As markets adjusted in expectation of a Burnham victory, he and his supporters would likely wish to shrug off rising gilt yields, adding billions of pounds to projected borrowing costs, which already totalled £110bn last year. His team would play down the pressures of a weaker pound, delayed housing and infrastructure investments, and threats from top business figures and entrepreneurs that they would be prepared to ditch the UK.
The Burnham manifesto
The ‘kind strangers’ willing to give Burnham a chance will inevitably look to which pacts Burnham manages to strike with the right wings of Labour and whether any popular figures such as Wes Streeting or pro-growth backbencher Chris Curtis are appointed to the Cabinet.
Economists, think tankers and other interested business investors would be smart to pour over recent growth papers published by the Labour Growth Group and the left-wing Tribune group of MPs via the quarterly journal Renewal.

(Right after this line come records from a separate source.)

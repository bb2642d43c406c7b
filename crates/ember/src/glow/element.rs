use std::collections::BTreeMap;

use super::path::TreePath;
use super::types::{
    CommandKind, FunctionContents, Invocation, InvocationResult, MatrixConnection, MatrixContents,
    NodeContents, ParameterContents, StreamEntry,
};

/// How an element is addressed on the wire: by its number under the
/// enclosing element, or by an absolute path.
#[derive(Debug, Clone, PartialEq, Eq)]
pub enum Address {
    Number(u32),
    Path(TreePath),
}

#[derive(Debug, Clone, Default, PartialEq)]
pub struct MatrixBody {
    pub contents: Option<MatrixContents>,
    pub targets: Option<Vec<u32>>,
    pub sources: Option<Vec<u32>>,
    pub connections: Option<BTreeMap<u32, MatrixConnection>>,
}

#[derive(Debug, Clone, PartialEq)]
pub enum ElementKind {
    Node(Option<NodeContents>),
    Parameter(Option<ParameterContents>),
    Function(Option<FunctionContents>),
    Matrix(Box<MatrixBody>),
}

impl ElementKind {
    pub fn has_contents(&self) -> bool {
        match self {
            ElementKind::Node(c) => c.is_some(),
            ElementKind::Parameter(c) => c.is_some(),
            ElementKind::Function(c) => c.is_some(),
            ElementKind::Matrix(m) => m.contents.is_some(),
        }
    }

    /// Same variant, no contents.
    pub fn stripped(&self) -> Self {
        match self {
            ElementKind::Node(_) => ElementKind::Node(None),
            ElementKind::Parameter(_) => ElementKind::Parameter(None),
            ElementKind::Function(_) => ElementKind::Function(None),
            ElementKind::Matrix(_) => ElementKind::Matrix(Box::default()),
        }
    }

    /// Same variant and contents, without matrix routing state.
    pub fn contents_only(&self) -> Self {
        match self {
            ElementKind::Matrix(m) => ElementKind::Matrix(Box::new(MatrixBody {
                contents: m.contents.clone(),
                ..MatrixBody::default()
            })),
            other => other.clone(),
        }
    }

    /// Parameters with a stream identifier push their values through
    /// stream collections rather than tree updates.
    pub fn is_stream(&self) -> bool {
        matches!(self, ElementKind::Parameter(Some(c)) if c.is_stream())
    }

    pub fn parameter_contents(&self) -> Option<&ParameterContents> {
        match self {
            ElementKind::Parameter(c) => c.as_ref(),
            _ => None,
        }
    }

    pub fn matrix(&self) -> Option<&MatrixBody> {
        match self {
            ElementKind::Matrix(m) => Some(&**m),
            _ => None,
        }
    }

    pub fn matrix_mut(&mut self) -> Option<&mut MatrixBody> {
        match self {
            ElementKind::Matrix(m) => Some(&mut **m),
            _ => None,
        }
    }
}

#[derive(Debug, Clone, PartialEq)]
pub struct Element {
    pub address: Address,
    pub kind: ElementKind,
    pub children: Option<Vec<Fragment>>,
}

impl Element {
    pub fn new(address: Address, kind: ElementKind) -> Self {
        Self {
            address,
            kind,
            children: None,
        }
    }

    pub fn node(number: u32, contents: Option<NodeContents>) -> Self {
        Self::new(Address::Number(number), ElementKind::Node(contents))
    }

    pub fn parameter(number: u32, contents: Option<ParameterContents>) -> Self {
        Self::new(Address::Number(number), ElementKind::Parameter(contents))
    }

    pub fn function(number: u32, contents: Option<FunctionContents>) -> Self {
        Self::new(Address::Number(number), ElementKind::Function(contents))
    }

    pub fn matrix(number: u32, body: MatrixBody) -> Self {
        Self::new(Address::Number(number), ElementKind::Matrix(Box::new(body)))
    }

    pub fn with_children(mut self, children: Vec<Fragment>) -> Self {
        self.children = Some(children);
        self
    }

    pub fn add_child(&mut self, child: impl Into<Fragment>) {
        self.children.get_or_insert_with(Vec::new).push(child.into());
    }

    pub fn number(&self) -> Option<u32> {
        match self.address {
            Address::Number(n) => Some(n),
            Address::Path(_) => None,
        }
    }

    pub fn path(&self) -> Option<&TreePath> {
        match &self.address {
            Address::Path(p) => Some(p),
            Address::Number(_) => None,
        }
    }

    pub fn is_qualified(&self) -> bool {
        matches!(self.address, Address::Path(_))
    }

    pub fn is_node(&self) -> bool {
        matches!(self.kind, ElementKind::Node(_))
    }

    pub fn is_parameter(&self) -> bool {
        matches!(self.kind, ElementKind::Parameter(_))
    }

    pub fn is_function(&self) -> bool {
        matches!(self.kind, ElementKind::Function(_))
    }

    pub fn is_matrix(&self) -> bool {
        matches!(self.kind, ElementKind::Matrix(_))
    }

    pub fn children(&self) -> &[Fragment] {
        self.children.as_deref().unwrap_or(&[])
    }

    /// Copy addressed by `path`, without children.
    pub fn to_qualified(&self, path: TreePath) -> Element {
        Element::new(Address::Path(path), self.kind.clone())
    }

    /// Copy addressed by `number`, without children.
    pub fn to_hierarchical(&self, number: u32) -> Element {
        Element::new(Address::Number(number), self.kind.clone())
    }
}

#[derive(Debug, Clone, PartialEq)]
pub struct Command {
    pub kind: CommandKind,
    pub dir_field_mask: Option<i64>,
    pub invocation: Option<Invocation>,
}

impl Command {
    pub fn new(kind: CommandKind) -> Self {
        Self {
            kind,
            dir_field_mask: None,
            invocation: None,
        }
    }

    pub fn get_directory() -> Self {
        Self::new(CommandKind::GetDirectory)
    }

    pub fn invoke(invocation: Invocation) -> Self {
        Self {
            kind: CommandKind::Invoke,
            dir_field_mask: None,
            invocation: Some(invocation),
        }
    }
}

/// An entry of an element collection.
#[derive(Debug, Clone, PartialEq)]
pub enum Fragment {
    Element(Element),
    Command(Command),
}

impl Fragment {
    pub fn is_command(&self) -> bool {
        matches!(self, Fragment::Command(_))
    }

    pub fn as_element(&self) -> Option<&Element> {
        match self {
            Fragment::Element(e) => Some(e),
            Fragment::Command(_) => None,
        }
    }

    pub fn as_command(&self) -> Option<&Command> {
        match self {
            Fragment::Command(c) => Some(c),
            Fragment::Element(_) => None,
        }
    }
}

impl From<Element> for Fragment {
    fn from(element: Element) -> Self {
        Fragment::Element(element)
    }
}

impl From<Command> for Fragment {
    fn from(command: Command) -> Self {
        Fragment::Command(command)
    }
}

/// Top level of every Glow message.
#[derive(Debug, Clone, PartialEq)]
pub enum Root {
    Elements(Vec<Fragment>),
    Streams(Vec<StreamEntry>),
    InvocationResult(InvocationResult),
}

impl Default for Root {
    fn default() -> Self {
        Root::Elements(Vec::new())
    }
}

impl Root {
    pub fn new(elements: Vec<Fragment>) -> Self {
        Root::Elements(elements)
    }

    pub fn single(fragment: impl Into<Fragment>) -> Self {
        Root::Elements(vec![fragment.into()])
    }

    pub fn elements(&self) -> &[Fragment] {
        match self {
            Root::Elements(elements) => elements,
            _ => &[],
        }
    }

    pub fn is_empty(&self) -> bool {
        match self {
            Root::Elements(elements) => elements.is_empty(),
            Root::Streams(entries) => entries.is_empty(),
            Root::InvocationResult(_) => false,
        }
    }
}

This heavy scrutiny would be unsuccessful in deterring Burnham from pursuing his own economic agenda. It could look something like this:
- Revise a Treasury consultation on fiscal devolution to give mayors a greater say over taxation
- Giving councils greater powers to seize control of local transport networks
- Increasing council taxes on expensive homes – again
- Allowing mayors to introduce rent controls
- Re-routing public investment towards building council houses, or simply borrowing more to invest in council housebuilding
- Giving defence spending a carve-out in the current fiscal rules
- Letting Thames Water fail and fall into the government’s hands
- Paving the way for the nationalisation of energy companies
- Increasing the top rate of tax to 50p
- Expanding the Greater Manchester Baccalaureate to boost apprenticeship numbers
- Raise wealth taxes by closing capital gains tax loopholes and inheritance tax reliefs
- Give two per cent wealth tax on assets serious consideration
- Become more anti-Trump and open the door to abandonment of existing trade deal
- Using the next General Election to back Rejoin – a return to the European Union
- Broadly keep immigration reforms but consider watering down Mahmood’s indefinite leave to remain changes
As Burnham continues to vent his frustrations with Whitehall, Westminster and London, he would look to avoid further upsetting the hospitality industry (keeping his former adviser and the entrepreneur Sacha Lord on-side) or net zero bosses that want Labour to stick to its manifesto commitments.
But something would have to give, eventually. Excitement from the backbenchers might be short-lived.
Perhaps there would be attempts to shift the blame to Reform UK for poorly-run areas after further devolution. But knocks to growth and a surge in inflation as a result of the Iran war, along with higher interest rates, would partly undermine any radical agenda in the short run.
The fury of lobby groups over higher taxes and new regulation, opposition calls for another election and unions’ demands for higher public sector pay could be difficult to ignore.
This all depends on how long Burnham could keep up his momentum.
But before any of that, everything depends on whether he can beat Reform in a the most fascinating and high-takes by-election set in recent history.